A maioria das pesquisas sobre familiares de pacientes com esquizofrenia foram realizadas para testar a teoria das Emoções Expressas (EE), desenvolvida por investigadores britânicos há duas décadas (BROWN et al., 1972). Os sentimentos manifestados pelos familiares foram avaliados segundo os escores obtidos em uma entrevista semi-estruturada – a Entrevista Familiar de Camberwell (VAUGHN & Leff, 1976). Estes escores eram baseados na tonalidade vocal da fala e no conteúdo dos relatos familiares . A entrevista continha os seguintes componentes: a) comentários críticos, que eram julgados pelo tom da voz e manifestações claras de indignação censura ou desamor; b) hostilidade , indicando rejeição e comentários críticos generalizados; c) super-envolvimento, para avaliar uma preocupação excessiva em relação ao paciente e demonstração de ansiedade frente a problemas corriqueiros; e d) afeto, o único escore positivo, para incorporar comentários de suporte e demonstração espontânea de acolhimento e afeição. Os familiares foram divididos em alta EE e baixa EE segundo os resultados obtidos na entrevista e o seguimento dos pacientes por 9 meses mostrou que esta dicotomia esta associada com o número de recaídas – maior nos pacientes com familiares com alta EE. Estudos em países diferentes seguiram-se aos realizados na Inglaterra e a maioria confirmou a relação entre alta EE familiar e recaída na esquizofrenia (Vaughan et al., 1984; Wig at al. 1987; Cazzulo et al., 1989; Mavreas et al., 1992; Martins et al, 1992).

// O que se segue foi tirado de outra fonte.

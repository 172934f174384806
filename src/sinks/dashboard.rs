use std::collections::{BTreeMap, HashMap, VecDeque};

use async_trait::async_trait;
use chrono::{DateTime, Duration, DurationRound, Utc};
use log::debug;
use serde::Serialize;
use tokio::sync::{Notify, RwLock};

use crate::bus::{Subscriber, SubscriberError};
use crate::metrics::{split_metric_name, Snapshot};

const DEFAULT_CAPACITY: usize = 10_000;

/// Headline figures over every cached snapshot.
#[derive(Clone, Debug, Default, PartialEq, Serialize)]
pub struct DashboardSummary {
    pub snapshot_count: usize,
    pub statement_count: usize,
    pub avg_response_time_ms: Option<f64>,
    pub avg_cpu_time_ms: Option<f64>,
    pub avg_logical_reads: Option<f64>,
    pub avg_physical_reads: Option<f64>,
    pub total_executions: f64,
    pub last_collection: Option<DateTime<Utc>>,
}

/// Latest value of one metric for one statement.
#[derive(Clone, Debug, PartialEq, Serialize)]
pub struct StatementMetric {
    pub key: String,
    pub value: f64,
    pub timestamp: DateTime<Utc>,
}

/// Hourly aggregate of the cached history.
#[derive(Clone, Debug, PartialEq, Serialize)]
pub struct TrendPoint {
    pub hour: DateTime<Utc>,
    pub avg_elapsed_time_ms: Option<f64>,
    pub avg_cpu_time_ms: Option<f64>,
    pub avg_logical_reads: Option<f64>,
    pub avg_physical_reads: Option<f64>,
    pub execution_count: f64,
}

#[derive(Default)]
struct FeedState {
    snapshots: VecDeque<Snapshot>,
    last_update: Option<DateTime<Utc>>,
}

/// In-memory view for a presentation layer.
///
/// Bootstrap replaces the cache with the persisted history; incremental
/// deliveries append to it. Oldest entries are evicted past `capacity`.
pub struct DashboardFeed {
    name: String,
    capacity: usize,
    state: RwLock<FeedState>,
    updated: Notify,
}

impl DashboardFeed {
    pub fn new(name: &str) -> Self {
        Self::with_capacity(name, DEFAULT_CAPACITY)
    }

    pub fn with_capacity(name: &str, capacity: usize) -> Self {
        DashboardFeed {
            name: name.to_string(),
            capacity: capacity.max(1),
            state: RwLock::new(FeedState::default()),
            updated: Notify::new(),
        }
    }

    /// Resolves on the next load or append.
    pub async fn wait_for_update(&self) {
        self.updated.notified().await;
    }

    pub async fn snapshots(&self) -> Vec<Snapshot> {
        self.state.read().await.snapshots.iter().cloned().collect()
    }

    pub async fn len(&self) -> usize {
        self.state.read().await.snapshots.len()
    }

    pub async fn is_empty(&self) -> bool {
        self.state.read().await.snapshots.is_empty()
    }

    /// Wall-clock time of the last load or append.
    pub async fn last_update(&self) -> Option<DateTime<Utc>> {
        self.state.read().await.last_update
    }

    pub async fn clear(&self) {
        let mut state = self.state.write().await;
        state.snapshots.clear();
        state.last_update = None;
        drop(state);
        self.updated.notify_waiters();
    }

    pub async fn summary(&self) -> DashboardSummary {
        let state = self.state.read().await;
        let mut statements: Vec<&str> = Vec::new();
        let mut elapsed = Mean::default();
        let mut cpu = Mean::default();
        let mut logical = Mean::default();
        let mut physical = Mean::default();
        let mut executions = 0.0;

        for snapshot in &state.snapshots {
            for (name, value) in snapshot.metric_set() {
                let (key, metric) = split_metric_name(name);
                if let Some(key) = key {
                    if !statements.contains(&key) {
                        statements.push(key);
                    }
                }
                let value = value.as_f64();
                match metric {
                    "avg_elapsed_time_ms" => elapsed.add(value),
                    "avg_cpu_time_ms" => cpu.add(value),
                    "avg_logical_reads" => logical.add(value),
                    "avg_physical_reads" => physical.add(value),
                    "execution_count" => executions += value,
                    _ => {}
                }
            }
        }

        DashboardSummary {
            snapshot_count: state.snapshots.len(),
            statement_count: statements.len(),
            avg_response_time_ms: elapsed.value(),
            avg_cpu_time_ms: cpu.value(),
            avg_logical_reads: logical.value(),
            avg_physical_reads: physical.value(),
            total_executions: executions,
            last_collection: state.snapshots.back().map(Snapshot::timestamp),
        }
    }

    /// Statements with the largest latest value of `metric`, descending.
    pub async fn top_by_metric(&self, metric: &str, limit: usize) -> Vec<StatementMetric> {
        let state = self.state.read().await;
        let mut latest: HashMap<&str, StatementMetric> = HashMap::new();

        for snapshot in &state.snapshots {
            for (name, value) in snapshot.metric_set() {
                if let (Some(key), name_metric) = split_metric_name(name) {
                    if name_metric == metric {
                        latest.insert(
                            key,
                            StatementMetric {
                                key: key.to_string(),
                                value: value.as_f64(),
                                timestamp: snapshot.timestamp(),
                            },
                        );
                    }
                }
            }
        }

        let mut ranked: Vec<StatementMetric> = latest.into_values().collect();
        ranked.sort_by(|a, b| b.value.total_cmp(&a.value).then_with(|| a.key.cmp(&b.key)));
        ranked.truncate(limit);
        ranked
    }

    /// Hourly averages over snapshots newer than `now - window`.
    pub async fn trends(&self, window: Duration, now: DateTime<Utc>) -> Vec<TrendPoint> {
        let state = self.state.read().await;
        let cutoff = now - window;
        let mut buckets: BTreeMap<DateTime<Utc>, [Mean; 4]> = BTreeMap::new();
        let mut executions: BTreeMap<DateTime<Utc>, f64> = BTreeMap::new();

        for snapshot in state.snapshots.iter().filter(|s| s.timestamp() >= cutoff) {
            let Ok(hour) = snapshot.timestamp().duration_trunc(Duration::hours(1)) else {
                continue;
            };
            let means = buckets.entry(hour).or_default();
            let count = executions.entry(hour).or_insert(0.0);
            for (name, value) in snapshot.metric_set() {
                let value = value.as_f64();
                match split_metric_name(name).1 {
                    "avg_elapsed_time_ms" => means[0].add(value),
                    "avg_cpu_time_ms" => means[1].add(value),
                    "avg_logical_reads" => means[2].add(value),
                    "avg_physical_reads" => means[3].add(value),
                    "execution_count" => *count += value,
                    _ => {}
                }
            }
        }

        buckets
            .into_iter()
            .map(|(hour, means)| TrendPoint {
                hour,
                avg_elapsed_time_ms: means[0].value(),
                avg_cpu_time_ms: means[1].value(),
                avg_logical_reads: means[2].value(),
                avg_physical_reads: means[3].value(),
                execution_count: executions.get(&hour).copied().unwrap_or(0.0),
            })
            .collect()
    }

    fn evict(&self, state: &mut FeedState) {
        while state.snapshots.len() > self.capacity {
            state.snapshots.pop_front();
        }
    }
}

#[async_trait]
impl Subscriber for DashboardFeed {
    fn name(&self) -> &str {
        &self.name
    }

    async fn load_initial(&self, history: &[Snapshot]) -> Result<(), SubscriberError> {
        let mut state = self.state.write().await;
        state.snapshots = history.iter().cloned().collect();
        self.evict(&mut state);
        state.last_update = Some(Utc::now());
        debug!("{} loaded {} snapshots", self.name, state.snapshots.len());
        drop(state);
        self.updated.notify_waiters();
        Ok(())
    }

    async fn append_incremental(&self, snapshot: &Snapshot) -> Result<(), SubscriberError> {
        let mut state = self.state.write().await;
        state.snapshots.push_back(snapshot.clone());
        self.evict(&mut state);
        state.last_update = Some(Utc::now());
        drop(state);
        self.updated.notify_waiters();
        Ok(())
    }
}

#[derive(Clone, Copy, Debug, Default)]
struct Mean {
    sum: f64,
    count: usize,
}

impl Mean {
    fn add(&mut self, value: f64) {
        self.sum += value;
        self.count += 1;
    }

    fn value(&self) -> Option<f64> {
        (self.count > 0).then(|| self.sum / self.count as f64)
    }
}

Diferenças nas características metodológicas dos estudos dificultam uma comparação apropriada entre eles, mas indicam que existam diferenças transculturais em relação às emoções expressas – os familiares de países ditos em desenvolvimento apresentariam menos EE dos que os familiares dos países em desenvolvimento. Estas comparações podem estar revelando a natureza cultural essencial do constructo de EE, e dão subsídios à teoria de que a resposta individual a um membro familiar esquizofrênico estará enraizada no contexto social e cultural, existindo, portanto, um constructo social moldado por expectativas, apoio, atitudes e crenças, de pacientes e familiares, para com a natureza e curso da doença, que vão determinar, desta forma, o prognóstico da esquizofrenia para uma cultura particular (Mari, 1994).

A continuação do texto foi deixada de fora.